2.8 GW Solar PV Capacity Expected To Be Added In India In 2014. CleanTechnica reports that solar is scaling up in India, but not thanks to the central government, it’s the individual states who are setting the pace. Tamil Nadu alone expects to add 700 MW.
European carbon market to remain oversupplied until 2027. PointCarbon this week projected that the EU ETS would remain oversuppied till 2027 if the EU adopted a 40% emission reduction target for 2030, which is currently indeed the most likely outcome. They also projected that the carbon price would sharpy increase towards 2030 due to high-carbon lock-in in the current decade.
France calls for tougher EU CO2 emission target. Funnily enough, French president Hollande called for a 40% target one day later, as reported by Reuters.
Britain’s carbon tax to slow summer coal use from 2016. PointCarbon also reported on projections showing that the carbon price floor introduced by Britain is going to have the desired effect of curtailing coal use. Unfortunately, it starts low and ratchets up over time, so the effect will be felt only in a couple of years. Nevertheless, an example of how to work around the dysfunctional EU ETS.
Overview of German power prices. Craig Morris debunks some of the myths around the impact of the Energiewende on German power prices. In fact, power prices make up only a fraction of most firms’ costs, fossil fuel prices have increased substantially since the 1990s, wholesale prices have gone down in recent years, exports have been soaring, as did utilities’ profit margins until 2011.
The whole story: a luxury item in contemporary journalism. Craig Morris also had it in for German weekly Der Spiegel this week. First, he thoroughly debunked a recent Spiegel piece claiming that renewables had made electricity a luxury good in Germany. In a follow-up, he posited more generally that Der Spiegel was “a tabloid for the educated”, “selling print by scaring readers”.

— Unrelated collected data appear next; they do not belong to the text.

//! Protocol selection for displayed events.

use std::fmt;
use std::str::FromStr;

use crate::domain::{ProtocolEvent, ProtocolLabel, UnknownProtocol};

/// Which events a consumer wants to see.
#[derive(Debug, Clone, Copy, PartialEq, Eq, Default)]
pub enum ProtocolFilter {
    #[default]
    All,
    Only(ProtocolLabel),
}

impl ProtocolFilter {
    /// Filter choices offered to users.
    pub fn choices() -> Vec<ProtocolFilter> {
        std::iter::once(Self::All)
            .chain(ProtocolLabel::REPORTABLE.into_iter().map(Self::Only))
            .collect()
    }

    /// Whether `event` passes the filter.
    ///
    /// `WPAD` also matches name lookups for the `wpad` host, whatever
    /// protocol carried them.
    pub fn matches(&self, event: &ProtocolEvent) -> bool {
        self.shows(event.label, event)
    }

    /// Whether `event`, displayed under `label`, passes the filter.
    ///
    /// A `wpad` host lookup is displayed both under its own protocol and
    /// under `WPAD`. The `WPAD` filter keeps every row of such an event.
    pub fn shows(&self, label: ProtocolLabel, event: &ProtocolEvent) -> bool {
        match self {
            Self::All => true,
            Self::Only(ProtocolLabel::Wpad) => event.is_wpad_lookup(),
            Self::Only(selected) => label == *selected,
        }
    }
}

impl fmt::Display for ProtocolFilter {
    fn fmt(&self, f: &mut fmt::Formatter<'_>) -> fmt::Result {
        match self {
            Self::All => f.write_str("All"),
            Self::Only(label) => label.fmt(f),
        }
    }
}

impl FromStr for ProtocolFilter {
    type Err = UnknownProtocol;

    fn from_str(s: &str) -> Result<Self, Self::Err> {
        if s.eq_ignore_ascii_case("all") {
            return Ok(Self::All);
        }
        let label: ProtocolLabel = s.parse()?;
        if !label.is_reportable() {
            return Err(UnknownProtocol(s.to_string()));
        }
        Ok(Self::Only(label))
    }
}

Renewable skid marks. Nick Reimer of klimaretter.info points out (article in German) that Germany is far from being world champion in renewable energy if measured in per capita terms. In terms of installed capicity it’s only in fifth place, behind Denmark, Spain, Portugal and Sweden. In terms of annual additions, even the record year 2012 sufficed only for 7th place, behind Estonia, Romania, Denmark, the USA, Norway, Cape Verde and Austria. And this year Germany will add a lot less capacity than last.

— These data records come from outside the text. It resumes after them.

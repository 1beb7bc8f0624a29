//! Frame builders shared by the unit tests.

use std::net::Ipv4Addr;

pub const ETHERTYPE_IPV4: u16 = 0x0800;
pub const ETHERTYPE_ARP: u16 = 0x0806;
pub const ETHERTYPE_VLAN: u16 = 0x8100;

const IP_PROTO_TCP: u8 = 6;
const IP_PROTO_UDP: u8 = 17;

pub fn ethernet(ethertype: u16, payload: &[u8]) -> Vec<u8> {
    let mut frame = vec![0xff; 6];
    frame.extend_from_slice(&[0x02, 0x00, 0x00, 0x00, 0x00, 0x01]);
    frame.extend_from_slice(&ethertype.to_be_bytes());
    frame.extend_from_slice(payload);
    frame
}

pub fn ipv4(src: Ipv4Addr, protocol: u8, fragment_offset: u16, payload: &[u8]) -> Vec<u8> {
    let total_len = (20 + payload.len()) as u16;
    let mut packet = vec![0x45, 0x00];
    packet.extend_from_slice(&total_len.to_be_bytes());
    packet.extend_from_slice(&[0x00, 0x01]);
    packet.extend_from_slice(&(fragment_offset & 0x1fff).to_be_bytes());
    packet.extend_from_slice(&[64, protocol, 0x00, 0x00]);
    packet.extend_from_slice(&src.octets());
    packet.extend_from_slice(&[224, 0, 0, 252]);
    packet.extend_from_slice(payload);
    packet
}

pub fn udp(src_port: u16, dst_port: u16, payload: &[u8]) -> Vec<u8> {
    let mut segment = Vec::new();
    segment.extend_from_slice(&src_port.to_be_bytes());
    segment.extend_from_slice(&dst_port.to_be_bytes());
    segment.extend_from_slice(&((8 + payload.len()) as u16).to_be_bytes());
    segment.extend_from_slice(&[0x00, 0x00]);
    segment.extend_from_slice(payload);
    segment
}

pub fn tcp(src_port: u16, dst_port: u16, payload: &[u8]) -> Vec<u8> {
    let mut segment = Vec::new();
    segment.extend_from_slice(&src_port.to_be_bytes());
    segment.extend_from_slice(&dst_port.to_be_bytes());
    segment.extend_from_slice(&[0, 0, 0, 1]); // seq
    segment.extend_from_slice(&[0, 0, 0, 0]); // ack
    segment.extend_from_slice(&[0x50, 0x18]); // data offset 5, PSH|ACK
    segment.extend_from_slice(&[0xff, 0xff, 0x00, 0x00, 0x00, 0x00]);
    segment.extend_from_slice(payload);
    segment
}

pub fn udp_frame(src: Ipv4Addr, src_port: u16, dst_port: u16, payload: &[u8]) -> Vec<u8> {
    ethernet(
        ETHERTYPE_IPV4,
        &ipv4(src, IP_PROTO_UDP, 0, &udp(src_port, dst_port, payload)),
    )
}

pub fn tcp_frame(src: Ipv4Addr, src_port: u16, dst_port: u16, payload: &[u8]) -> Vec<u8> {
    ethernet(
        ETHERTYPE_IPV4,
        &ipv4(src, IP_PROTO_TCP, 0, &tcp(src_port, dst_port, payload)),
    )
}

pub fn fragment_frame(src: Ipv4Addr, offset: u16, payload: &[u8]) -> Vec<u8> {
    ethernet(ETHERTYPE_IPV4, &ipv4(src, IP_PROTO_UDP, offset, payload))
}

pub fn vlan_frame(vlan_id: u16, inner_ethertype: u16, payload: &[u8]) -> Vec<u8> {
    let mut tagged = Vec::new();
    tagged.extend_from_slice(&(vlan_id & 0x0fff).to_be_bytes());
    tagged.extend_from_slice(&inner_ethertype.to_be_bytes());
    tagged.extend_from_slice(payload);
    ethernet(ETHERTYPE_VLAN, &tagged)
}

pub fn arp_frame(payload: &[u8]) -> Vec<u8> {
    let mut arp = vec![0x00, 0x01, 0x08, 0x00, 6, 4, 0x00, 0x01];
    arp.extend_from_slice(&[0u8; 20]);
    arp.extend_from_slice(payload);
    ethernet(ETHERTYPE_ARP, &arp)
}

/// DNS-style query with a single question for `name`.
pub fn llmnr_query(name: &str) -> Vec<u8> {
    let mut packet = vec![0x12, 0x34, 0x00, 0x00, 0x00, 0x01, 0, 0, 0, 0, 0, 0];
    packet.push(name.len() as u8);
    packet.extend_from_slice(name.as_bytes());
    packet.extend_from_slice(&[0x00, 0x00, 0x01, 0x00, 0x01]);
    packet
}

/// mDNS query whose question is the dot-separated `name`.
pub fn mdns_query(name: &str) -> Vec<u8> {
    let mut packet = vec![0u8; 12];
    packet[5] = 1;
    for label in name.split('.') {
        packet.push(label.len() as u8);
        packet.extend_from_slice(label.as_bytes());
    }
    packet.extend_from_slice(&[0x00, 0x00, 0xff, 0x00, 0x01]);
    packet
}

/// NetBIOS payload with the half-ASCII encoded `name` at offset 57.
pub fn netbios_query(name: &str) -> Vec<u8> {
    let mut padded = format!("{:<15}", name).into_bytes();
    padded.truncate(15);
    padded.push(0x00);

    let mut packet = vec![0u8; 57];
    packet[12] = 0x20;
    for b in padded {
        packet.push(b'A' + (b >> 4));
        packet.push(b'A' + (b & 0x0f));
    }
    packet.push(0x00);
    packet
}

German power supply remains secure. klimaretter.info also reports on new figures from the German grid authority showing that contrary to skeptics’ claims the expansion of renewables doesn’t have negative impacts on German grid stability.
German energy transition “horribly managed”. Two of Germany’s more well-known journalists, Franz Alt and Fritz Vorholz, this week ran opinion pieces (in German, here and here) arguing that there had never been a national project of this scale that had been as badly managed as the energy transition.